After he let that option sink in, he followed it up by musing that that might be embarrassing and cause me more turmoil and ridicule than necessary.

I had to agree, and nodded as much.

He concluded by saying that since the dancing in P.E. would be chaperoned, would not take place where drinking and smoking would occur, and that lewd behavior would like as not not be a result, then I should go ahead and participate, but I could pick and choose how enthusiastically I could or could not be involved.

Rev. Simpson knew my home situation, perhaps all too well, and he knew me: especially my social retardation, my awkwardness in mixed company, my emotional IQ, all largely because of my home life and the resultant distorted perception of male role models. I knew the good, the bad, & the ugly side of male parenting. Especially the last 2 attributes.

“Ultimately,” he finished, by saying, “the decision is yours to make, Carlie. I have confidence in you, Carlie, that you’ll make the right choice – that God will approve whatever you do – that what you think is the right thing to do.”

Why couldn’t I have a dad like Rev. Simpson, I wondered to myself, as I walked away to the parking lot, where my grandma & Pop and sisters awaited me in their faithful, tried & true olde white-on-white 4-door Chevy Biscayne.

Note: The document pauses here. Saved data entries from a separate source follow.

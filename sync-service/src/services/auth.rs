//! Request verification for the trigger endpoints.
//!
//! Callers present `Authorization: Bearer <key>`. Keys are configured as
//! labelled secrets; the matching label becomes the caller's identity.

use crate::startup::AppState;
use async_trait::async_trait;
use axum::extract::FromRequestParts;
use axum::http::header::AUTHORIZATION;
use axum::http::request::Parts;
use axum::http::HeaderMap;
use secrecy::{ExposeSecret, Secret};
use service_core::error::AppError;
use subtle::ConstantTimeEq;

/// Outcome of verifying one request.
#[derive(Debug, Clone, PartialEq, Eq)]
pub struct Verification {
    pub valid: bool,
    pub identity: Option<String>,
    pub error: Option<String>,
}

impl Verification {
    pub fn allowed(identity: impl Into<String>) -> Self {
        Self {
            valid: true,
            identity: Some(identity.into()),
            error: None,
        }
    }

    pub fn denied(error: impl Into<String>) -> Self {
        Self {
            valid: false,
            identity: None,
            error: Some(error.into()),
        }
    }
}

#[async_trait]
pub trait RequestVerifier: Send + Sync {
    async fn verify(&self, headers: &HeaderMap) -> Verification;
}

/// Static API keys compared in constant time.
pub struct ApiKeyVerifier {
    keys: Vec<(String, Secret<String>)>,
}

impl ApiKeyVerifier {
    pub fn new(keys: Vec<(String, Secret<String>)>) -> Self {
        Self { keys }
    }
}

fn bearer_token(headers: &HeaderMap) -> Option<&str> {
    headers
        .get(AUTHORIZATION)
        .and_then(|v| v.to_str().ok())
        .and_then(|v| v.strip_prefix("Bearer "))
        .map(str::trim)
        .filter(|t| !t.is_empty())
}

#[async_trait]
impl RequestVerifier for ApiKeyVerifier {
    async fn verify(&self, headers: &HeaderMap) -> Verification {
        let Some(token) = bearer_token(headers) else {
            return Verification::denied("missing bearer token");
        };

        // Check every key so timing does not reveal which one matched.
        let mut matched = None;
        for (label, key) in &self.keys {
            let equal: bool = key.expose_secret().as_bytes().ct_eq(token.as_bytes()).into();
            if equal && matched.is_none() {
                matched = Some(label.clone());
            }
        }

        match matched {
            Some(label) => Verification::allowed(label),
            None => Verification::denied("invalid api key"),
        }
    }
}

/// Accepts every request. Used when no keys are configured.
pub struct DisabledVerifier;

#[async_trait]
impl RequestVerifier for DisabledVerifier {
    async fn verify(&self, _headers: &HeaderMap) -> Verification {
        Verification::allowed("anonymous")
    }
}

/// The verified caller. Rejects with 403 when verification fails.
#[derive(Debug, Clone)]
pub struct Identity(pub String);

#[async_trait]
impl FromRequestParts<AppState> for Identity {
    type Rejection = AppError;

    async fn from_request_parts(
        parts: &mut Parts,
        state: &AppState,
    ) -> Result<Self, Self::Rejection> {
        let verification = state.verifier.verify(&parts.headers).await;
        if !verification.valid {
            let reason = verification
                .error
                .unwrap_or_else(|| "request not authorized".to_string());
            tracing::warn!(reason = %reason, "Rejected unauthorized request");
            return Err(AppError::Forbidden(anyhow::anyhow!(reason)));
        }

        let identity = verification
            .identity
            .unwrap_or_else(|| "anonymous".to_string());
        tracing::Span::current().record("caller", identity.as_str());
        Ok(Identity(identity))
    }
}

#[cfg(test)]
mod tests {
    use super::*;
    use axum::http::HeaderValue;

    fn headers(auth: Option<&str>) -> HeaderMap {
        let mut headers = HeaderMap::new();
        if let Some(value) = auth {
            headers.insert(AUTHORIZATION, HeaderValue::from_str(value).unwrap());
        }
        headers
    }

    fn verifier() -> ApiKeyVerifier {
        ApiKeyVerifier::new(vec![
            ("ops".to_string(), Secret::new("alpha".to_string())),
            ("cron".to_string(), Secret::new("beta".to_string())),
        ])
    }

    #[tokio::test]
    async fn matching_key_yields_its_label() {
        let result = verifier().verify(&headers(Some("Bearer beta"))).await;
        assert_eq!(result, Verification::allowed("cron"));
    }

    #[tokio::test]
    async fn wrong_or_missing_key_is_denied() {
        assert!(!verifier().verify(&headers(Some("Bearer gamma"))).await.valid);
        assert!(!verifier().verify(&headers(Some("Basic alpha"))).await.valid);
        let missing = verifier().verify(&headers(None)).await;
        assert_eq!(missing.error.as_deref(), Some("missing bearer token"));
    }

    #[tokio::test]
    async fn disabled_verifier_allows_everything() {
        assert!(DisabledVerifier.verify(&headers(None)).await.valid);
    }
}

Before I walked away though, I told Rev. Simpson “I’d think about it” – and I’m sure I said as well, that “I’d make it a matter of prayer.”

Even then I was up on all the churchy clichés.

And I did.

And I do.

And I went to P.E. class, and I danced like a fool – not as one possessed, like some kind of whirling dervish, but as one who didn’t know any better.

Nevertheless, I learned from those 2 weeks’ experience, and I learned so well that I never attended a dance ever – Ever – either in 9th grade, or at all in senior high, including the Senior Prom.

I skipped that Dance of all high school dances to go to District Assembly held the very same weekend instead – a statewide gathering of Nazarene churches from all over Florida for 3 days of church business & governance meetings, evening church praise & worship services, and various district-wide youth activities. What a Perfect Out for me.

My senior year District Assembly was held in Tampa; we even stayed in hotels and ate out all our meals – a Really Big Deal, for me. Fortunately, my home church paid for my expenses; otherwise I couldn’t have afforded to go.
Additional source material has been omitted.